You keep doing you and raising your kid the right way.
 
@niccole2011 He is not wrong, my kid can slap a kid when other do it to him first.

But to assume your child hit his child first is a weird stretch especially when you witnessed it.

The kid did the right thing he said sorry, hope he learned something from you, just forget the dad.
 
@niccole2011 I personally really struggle with walking away. Especially when I'm in the right. And especially when a p£#* deserves a slap.

But when kids are involved it's the right thing to do even if it feels like the wrong thing to do.

Had to swallow something similar a few days ago and came very very close to hurting people. So pleased I didn't. Quite proud of myself even if no one else gave a f£&*
 
@niccole2011 In general I think you handled fine. The other dad didn't really have his act together it seems. The dad behaving like this is also a sign that this might not be the first time.

However, did you ask the boy or your girl WHY he slapped your child?

There might not have been any reasonable answer, but if yes, then this would be relevant. Even if no one should hit, especially someone younger and weaker. However, also no one should say mean things for example, so if you don't know the background you might have missed an educational opportunity.

To be clear, I am not accusing your daughter anything. However, I was teased a lot in kindergarden and school and I experienced that parents and teachers often value peace more than fairness. They don't have the energy and time to dig into each conflict, but imo when there is an opportunity it should be clarified what the conflict was about.

If I was the dad in question I would have made sure my son gets the message from me as well that it's not OK to hit. However I would have also asked him why he did it. And if it turned out that your daughter said something mean or hurtful to him I would have had some words with you as well.

That said: I think there probably wasn't anything hurtful that your daughter has said and the other kid was just an asshole. The dad's reaction is a giveaway, because he just asserts that your daughter "has earned it" without honestly trying to investigate. If that was the case and the father is unwilling to properly discipline his kid then I would try to distance myself and my child from them and if it happens again I would escalate it.
 
@niccole2011 You met a douchebag. Unfortunately he has already reproduced at least one more douchebag…

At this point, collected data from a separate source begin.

use anyhow::Context;
use rust_decimal::Decimal;
use sqlx::{types::Json, FromRow, PgPool, Postgres, Transaction};
use time::OffsetDateTime;
use uuid::Uuid;

use crate::catalog::models::{FoodItem, FoodItemRow};

#[derive(Debug, Clone, FromRow)]
pub struct PlanRow {
    pub id: Uuid,
    pub name: String,
    pub description: Option<String>,
    pub created_at: OffsetDateTime,
}

#[derive(Debug, FromRow)]
struct PlanItemRow {
    meal_name: String,
    day_label: Option<String>,
    quantity: Decimal,
    #[sqlx(rename = "item_unit")]
    unit: String,
    #[sqlx(flatten)]
    food: FoodItemRow,
}

/// A stored plan item with its food decoded, in insertion order.
#[derive(Debug, Clone)]
pub struct PlanItemEntry {
    pub meal_name: String,
    pub day_label: Option<String>,
    pub quantity: Decimal,
    pub unit: String,
    pub food: FoodItem,
}

/// A validated item ready to be written.
#[derive(Debug, Clone, PartialEq)]
pub struct NewPlanItem {
    pub meal_name: String,
    pub day_label: Option<String>,
    pub food_id: i32,
    pub quantity: Decimal,
    pub unit: String,
}

/// Raw planner output kept next to a generated plan.
pub struct AiPlanRecord<'a> {
    pub plan_type: &'a str,
    pub prompt: &'a str,
    pub response: serde_json::Value,
}

pub async fn list(db: &PgPool, user_id: Uuid) -> anyhow::Result<Vec<PlanRow>> {
    let rows = sqlx::query_as::<_, PlanRow>(
        r#"
        SELECT id, name, description, created_at
          FROM plans
         WHERE user_id = $1
         ORDER BY created_at DESC
        "#,
    )
    .bind(user_id)
    .fetch_all(db)
    .await
    .context("list plans")?;
    Ok(rows)
}

/// The plan if it exists and belongs to `user_id`.
pub async fn get(db: &PgPool, user_id: Uuid, plan_id: Uuid) -> anyhow::Result<Option<PlanRow>> {
    let row = sqlx::query_as::<_, PlanRow>(
        r#"
        SELECT id, name, description, created_at
          FROM plans
         WHERE id = $1 AND user_id = $2
        "#,
    )
    .bind(plan_id)
    .bind(user_id)
    .fetch_optional(db)
    .await
    .context("get plan")?;
    Ok(row)
}

pub async fn items(db: &PgPool, plan_id: Uuid) -> anyhow::Result<Vec<PlanItemEntry>> {
    let rows = sqlx::query_as::<_, PlanItemRow>(
        r#"
        SELECT pi.meal_name, pi.day_label, pi.quantity, pi.unit AS item_unit,
               fi.id, fi.name, fi.calories, fi.protein, fi.carbs, fi.fats, fi.vitamins,
               fi.reference_amount, fi.reference_unit, fi.unit_conversions
          FROM plan_items pi
          JOIN food_items fi ON fi.id = pi.food_id
         WHERE pi.plan_id = $1
         ORDER BY pi.id ASC
        "#,
    )
    .bind(plan_id)
    .fetch_all(db)
    .await
    .context("list plan items")?;
    Ok(rows
        .into_iter()
        .map(|r| PlanItemEntry {
            meal_name: r.meal_name,
            day_label: r.day_label,
            quantity: r.quantity,
            unit: r.unit,
            food: r.food.into(),
        })
        .collect())
}

async fn insert_plan(
    tx: &mut Transaction<'_, Postgres>,
    user_id: Uuid,
    name: &str,
    description: Option<&str>,
    items: &[NewPlanItem],
) -> anyhow::Result<Uuid> {
    let plan_id: Uuid = sqlx::query_scalar(
        r#"
        INSERT INTO plans (user_id, name, description)
        VALUES ($1, $2, $3)
        RETURNING id
        "#,
    )
    .bind(user_id)
    .bind(name)
    .bind(description)
    .fetch_one(&mut **tx)
    .await
    .context("insert plan")?;

    for item in items {
        sqlx::query(
            r#"
            INSERT INTO plan_items (plan_id, food_id, quantity, unit, meal_name, day_label)
            VALUES ($1, $2, $3, $4, $5, $6)
            "#,
        )
        .bind(plan_id)
        .bind(item.food_id)
        .bind(item.quantity)
        .bind(&item.unit)
        .bind(&item.meal_name)
        .bind(&item.day_label)
        .execute(&mut **tx)
        .await
        .context("insert plan item")?;
    }
    Ok(plan_id)
}

/// Create a plan and all of its items atomically.
pub async fn create(
    db: &PgPool,
    user_id: Uuid,
    name: &str,
    description: Option<&str>,
    items: &[NewPlanItem],
) -> anyhow::Result<Uuid> {
    let mut tx = db.begin().await.context("begin plan tx")?;
    let plan_id = insert_plan(&mut tx, user_id, name, description, items).await?;
    tx.commit().await.context("commit plan tx")?;
    Ok(plan_id)
}

/// Like [`create`], also recording the planner output in `ai_plans`.
pub async fn create_generated(
    db: &PgPool,
    user_id: Uuid,
    name: &str,
    description: Option<&str>,
    items: &[NewPlanItem],
    raw: AiPlanRecord<'_>,
) -> anyhow::Result<Uuid> {
    let mut tx = db.begin().await.context("begin plan tx")?;
    let plan_id = insert_plan(&mut tx, user_id, name, description, items).await?;
    sqlx::query(
        r#"
        INSERT INTO ai_plans (user_id, plan_id, plan_type, prompt, response)
        VALUES ($1, $2, $3, $4, $5)
        "#,
    )
    .bind(user_id)
    .bind(plan_id)
    .bind(raw.plan_type)
    .bind(raw.prompt)
    .bind(Json(raw.response))
    .execute(&mut *tx)
    .await
    .context("insert ai plan")?;
    tx.commit().await.context("commit plan tx")?;
    Ok(plan_id)
}

/// Delete a plan owned by `user_id`; items go with it. Returns whether a row was removed.
pub async fn delete(db: &PgPool, user_id: Uuid, plan_id: Uuid) -> anyhow::Result<bool> {
    let done = sqlx::query("DELETE FROM plans WHERE id = $1 AND user_id = $2")
        .bind(plan_id)
        .bind(user_id)
        .execute(db)
        .await
        .context("delete plan")?;
    Ok(done.rows_affected() > 0)
}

Best thing to do is not let this guy live in your head rent free. I do the same shit, bro! But really, he’s an asshole and HE’S the one who should be stewing about how he’s such an idiot for what he said.
 
@niccole2011 I think you did the right thing. The others guys first response about equal rights is a red flag man. A few things immediately stand out
  • 7 year old hitting a 4 year old
  • even if the boy isn’t 7, a boy hitting a girl
  • even if the boy was a girl, another parent not at least asking their child what happened.
  • You picking up a que that the other dad didn’t care
The best thing to do is separate yourself and your child from the environment after that first comment is made by the other daughter. Why risk an escalation over something that you know is wrong by responding to such a idiotic response. Maybe it’s me, but I feel like if anything else were to happen a second time, regardless of who is right or wrong, you could be put in a bad spot.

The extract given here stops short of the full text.